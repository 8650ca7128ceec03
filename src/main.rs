use std::time::Instant;

use clap::Parser;
use tracing::{info, level_filters::LevelFilter};
use tracing_subscriber::EnvFilter;

pub mod all_pairs;
pub mod edmonds_karp;
pub mod generator;
pub mod gomory_hu;
pub mod network;
pub mod report;

#[global_allocator]
static GLOBAL: mimalloc::MiMalloc = mimalloc::MiMalloc;

#[derive(Parser, Debug)]
pub struct Cli {
    /// Number of nodes in the random graph.
    #[arg(short, long, default_value_t = 30)]
    pub nodes: usize,
    /// Number of undirected edges in the random graph.
    #[arg(short, long, default_value_t = 60)]
    pub edges: usize,
    /// Maximum edge capacity; every edge gets a capacity in [1, max].
    #[arg(short = 'c', long, default_value_t = 50)]
    pub max_capacity: i64,
    /// Seed for the graph generator (OS entropy if not specified).
    #[arg(short, long)]
    pub seed: Option<u64>,
    /// Print the generated graph and the cut tree in DOT format.
    #[arg(long)]
    pub print_dot: bool,
}

fn main() -> anyhow::Result<()> {
    tracing_subscriber::fmt()
        .with_env_filter(
            EnvFilter::builder()
                .with_default_directive(LevelFilter::INFO.into())
                .with_env_var("MINCUT_LOG_LEVEL")
                .from_env_lossy(),
        )
        .init();
    let cli = Cli::parse();

    let mut network = generator::random_network(cli.nodes, cli.edges, cli.max_capacity, cli.seed)?;
    info!(
        nodes = network.node_count(),
        edges = network.undirected_edge_count(),
        "generated graph"
    );
    if cli.print_dot {
        println!("{}", report::to_dot(&network));
    }

    let start = Instant::now();
    let reference = all_pairs::all_pairs_min_cut(&mut network)?;
    info!(elapsed = ?start.elapsed(), "all pairs min-cut on the original graph");

    let start = Instant::now();
    let mut tree = gomory_hu::build_tree(&mut network)?;
    let from_tree = all_pairs::all_pairs_min_cut(&mut tree)?;
    info!(elapsed = ?start.elapsed(), "gomory-hu construction and all pairs lookup");

    if cli.print_dot {
        println!("{}", report::to_dot(&tree));
    }

    let agreement = report::compare(&reference, &from_tree);
    info!(
        matching = agreement.matching,
        differing = agreement.differing,
        "comparison finished"
    );
    if agreement.differing > 0 {
        anyhow::bail!(
            "{} pairs disagree between the tree and the reference",
            agreement.differing
        );
    }
    Ok(())
}
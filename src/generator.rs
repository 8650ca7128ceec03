use anyhow::{ensure, Result};
use rand::rngs::StdRng;
use rand::{Rng, SeedableRng};
use std::collections::HashSet;

use crate::network::FlowNetwork;

/// Samples a simple undirected graph (no self-loops, no parallel edges)
/// with uniform random capacities in `[1, max_capacity]`. A fixed seed
/// reproduces the same network.
pub fn random_network(
    nodes: usize,
    edges: usize,
    max_capacity: i64,
    seed: Option<u64>,
) -> Result<FlowNetwork> {
    ensure!(nodes > 0, "graph needs at least one node");
    ensure!(max_capacity > 0, "maximum capacity must be positive");
    let possible = nodes * (nodes - 1) / 2;
    ensure!(
        edges <= possible,
        "a simple graph on {} nodes has at most {} edges, {} requested",
        nodes,
        possible,
        edges
    );

    let mut rng = match seed {
        Some(seed) => StdRng::seed_from_u64(seed),
        None => StdRng::from_os_rng(),
    };

    let mut chosen = HashSet::with_capacity(edges);
    while chosen.len() < edges {
        let u = rng.random_range(0..nodes);
        let v = rng.random_range(0..nodes);
        if u != v {
            chosen.insert((u.min(v), u.max(v)));
        }
    }
    // hash order is not stable; fix the edge order so a seed pins down
    // the capacities as well
    let mut chosen: Vec<_> = chosen.into_iter().collect();
    chosen.sort_unstable();

    let mut network = FlowNetwork::new(nodes)?;
    for (u, v) in chosen {
        let cap = rng.random_range(1..=max_capacity);
        let (u, v) = (network.node(u)?, network.node(v)?);
        network.add_edge(u, v, cap)?;
    }
    Ok(network)
}

#[cfg(test)]
mod test {
    use super::*;

    #[test]
    fn rejects_malformed_parameters() {
        assert!(random_network(0, 0, 5, Some(1)).is_err());
        assert!(random_network(4, 7, 5, Some(1)).is_err());
        assert!(random_network(4, 3, 0, Some(1)).is_err());
    }

    #[test]
    fn produces_a_simple_graph_with_capacities_in_range() {
        let net = random_network(8, 12, 9, Some(11)).unwrap();
        assert_eq!(net.node_count(), 8);
        assert_eq!(net.undirected_edge_count(), 12);
        let mut seen = HashSet::new();
        for (u, v, cap) in net.undirected_edges() {
            assert_ne!(u, v);
            assert!((1..=9).contains(&cap));
            let key = (u.index().min(v.index()), u.index().max(v.index()));
            assert!(seen.insert(key), "duplicate edge {:?}", key);
        }
    }

    #[test]
    fn seed_makes_the_network_reproducible() {
        let a = random_network(8, 12, 9, Some(5)).unwrap();
        let b = random_network(8, 12, 9, Some(5)).unwrap();
        let a_edges: Vec<_> = a
            .undirected_edges()
            .map(|(u, v, c)| (u.index(), v.index(), c))
            .collect();
        let b_edges: Vec<_> = b
            .undirected_edges()
            .map(|(u, v, c)| (u.index(), v.index(), c))
            .collect();
        assert_eq!(a_edges, b_edges);
    }

    #[test]
    fn complete_graph_is_reachable() {
        let net = random_network(5, 10, 3, Some(2)).unwrap();
        assert_eq!(net.undirected_edge_count(), 10);
    }
}
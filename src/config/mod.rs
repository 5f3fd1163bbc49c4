pub mod init;
mod schema;

pub use schema::{Config, CountryConfig};

use anyhow::{Context, Result};
use std::fs;
use std::path::PathBuf;

use crate::factors::{validate_entries, CountryEntry, FactorTable};

/// Get the config directory path (~/.config/carbometric/)
pub fn get_config_dir() -> PathBuf {
    let home = dirs::home_dir().unwrap_or_else(|| PathBuf::from("."));
    home.join(".config").join("carbometric")
}

/// Get the default config file path (~/.config/carbometric/config.yaml)
pub fn get_config_path() -> PathBuf {
    get_config_dir().join("config.yaml")
}

/// Load configuration from a YAML file
///
/// # Arguments
///
/// * `path` - Optional path to config file. If None, uses the default path
///   (~/.config/carbometric/config.yaml) and falls back to defaults when it does not exist
///
/// # Errors
///
/// Returns an error if:
/// - An explicitly given config file does not exist
/// - The config file cannot be read
/// - The YAML cannot be parsed
pub fn load_config(path: Option<PathBuf>) -> Result<Config> {
    let explicit = path.is_some();
    let config_path = path.unwrap_or_else(get_config_path);

    if !config_path.exists() {
        if explicit {
            anyhow::bail!("Config file not found at {}", config_path.display());
        }
        return Ok(Config::default());
    }

    let config_content = fs::read_to_string(&config_path)
        .with_context(|| format!("Failed to read config file at {}", config_path.display()))?;

    let config: Config = serde_saphyr::from_str(&config_content).with_context(|| {
        format!(
            "Failed to parse config: invalid YAML in {}",
            config_path.display()
        )
    })?;

    Ok(config)
}

/// Validate configuration at startup.
/// Returns all validation errors at once (not just the first).
pub fn validate_config(config: &Config) -> Result<(), Vec<String>> {
    let mut errors = Vec::new();

    if config.recent_limit == 0 {
        errors.push("recent_limit: must be at least 1".to_string());
    }

    let entries: Vec<CountryEntry> = config.countries.iter().cloned().map(Into::into).collect();
    errors.extend(validate_entries(&entries, "countries"));

    if let Some(ref country) = config.country {
        let table = FactorTable::builtin().with_overrides(entries);
        if !table.contains(country) {
            errors.push(format!("country: unknown country code '{}'", country.trim()));
        }
    }

    if errors.is_empty() {
        Ok(())
    } else {
        Err(errors)
    }
}

/// Build the factor table described by the config: built-in countries, then
/// the config's countries, then the configured baseline.
pub fn build_factor_table(config: &Config) -> Result<FactorTable> {
    let overrides: Vec<CountryEntry> = config.countries.iter().cloned().map(Into::into).collect();
    let table = FactorTable::builtin().with_overrides(overrides);
    match config.country {
        Some(ref code) => table.with_baseline(code),
        None => Ok(table),
    }
}

#[cfg(test)]
mod tests {
    use super::*;
    use crate::factors::{FoodFactors, TransportFactors};
    use std::env;

    fn norway() -> CountryConfig {
        CountryConfig {
            code: "NO".to_string(),
            country_name: "Norway".to_string(),
            electricity: 0.02,
            transport: TransportFactors {
                car: 0.15,
                bus: 0.06,
                train: 0.01,
                plane: 0.255,
            },
            food: FoodFactors {
                beef: 25.0,
                chicken: 6.0,
                pork: 11.0,
                fish: 5.0,
                vegetables: 1.5,
                dairy: 2.8,
            },
        }
    }

    #[test]
    fn test_load_missing_explicit_path_fails() {
        let temp_path = env::temp_dir().join("carbometric_test_missing_config.yaml");
        let _ = fs::remove_file(&temp_path);
        assert!(load_config(Some(temp_path)).is_err());
    }

    #[test]
    fn test_load_config_file() {
        let temp_path = env::temp_dir().join("carbometric_test_config.yaml");
        fs::write(&temp_path, "country: fr\nrecent_limit: 3\n").unwrap();

        let config = load_config(Some(temp_path.clone())).unwrap();
        assert_eq!(config.country.as_deref(), Some("fr"));
        assert_eq!(config.recent_limit, 3);

        let _ = fs::remove_file(&temp_path);
    }

    #[test]
    fn test_load_invalid_yaml() {
        let temp_path = env::temp_dir().join("carbometric_test_bad_config.yaml");
        fs::write(&temp_path, "recent_limit: [not, a, number]\n").unwrap();

        let result = load_config(Some(temp_path.clone()));
        assert!(result.is_err());

        let _ = fs::remove_file(&temp_path);
    }

    #[test]
    fn test_validate_default_config() {
        assert!(validate_config(&Config::default()).is_ok());
    }

    #[test]
    fn test_validate_unknown_country() {
        let config = Config {
            country: Some("ZZ".to_string()),
            ..Default::default()
        };
        let errors = validate_config(&config).unwrap_err();
        assert_eq!(errors.len(), 1);
        assert!(errors[0].contains("country: unknown country code 'ZZ'"));
    }

    #[test]
    fn test_validate_country_from_overrides() {
        let config = Config {
            country: Some("no".to_string()),
            countries: vec![norway()],
            ..Default::default()
        };
        assert!(validate_config(&config).is_ok());
    }

    #[test]
    fn test_validate_collects_all_errors() {
        let mut bad = norway();
        bad.electricity = -1.0;
        let config = Config {
            country: Some("ZZ".to_string()),
            recent_limit: 0,
            countries: vec![bad],
        };
        let errors = validate_config(&config).unwrap_err();
        assert_eq!(errors.len(), 3);
        assert!(errors[0].contains("recent_limit"));
        assert!(errors[1].contains("countries[0].electricity"));
        assert!(errors[2].contains("country"));
    }

    #[test]
    fn test_build_factor_table() {
        let config = Config {
            country: Some("NO".to_string()),
            countries: vec![norway()],
            ..Default::default()
        };
        let table = build_factor_table(&config).unwrap();
        assert_eq!(table.len(), 11);
        assert_eq!(table.baseline_code(), "NO");
        assert_eq!(table.lookup_country("ZZ").country_name, "Norway");
        assert_eq!(table.lookup_country("US").country_name, "United States");
    }

    #[test]
    fn test_build_default_factor_table() {
        let table = build_factor_table(&Config::default()).unwrap();
        assert_eq!(table, FactorTable::builtin());
    }
}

What you are asked to do –
The expected response is the material above given again line by line, from its first line to the line holding "fn main() ->", inclusive.

Written response –
repository 8650ca7128ceec03
filename src/main.rs
use std::time::Instant;

use clap::Parser;
use tracing::{info, level_filters::LevelFilter};
use tracing_subscriber::EnvFilter;

pub mod all_pairs;
pub mod edmonds_karp;
pub mod generator;
pub mod gomory_hu;
pub mod network;
pub mod report;

#[global_allocator]
static GLOBAL: mimalloc::MiMalloc = mimalloc::MiMalloc;

#[derive(Parser, Debug)]
pub struct Cli {
    /// Number of nodes in the random graph.
    #[arg(short, long, default_value_t = 30)]
    pub nodes: usize,
    /// Number of undirected edges in the random graph.
    #[arg(short, long, default_value_t = 60)]
    pub edges: usize,
    /// Maximum edge capacity; every edge gets a capacity in [1, max].
    #[arg(short = 'c', long, default_value_t = 50)]
    pub max_capacity: i64,
    /// Seed for the graph generator (OS entropy if not specified).
    #[arg(short, long)]
    pub seed: Option<u64>,
    /// Print the generated graph and the cut tree in DOT format.
    #[arg(long)]
    pub print_dot: bool,
}

fn main() -> anyhow::Result<()> {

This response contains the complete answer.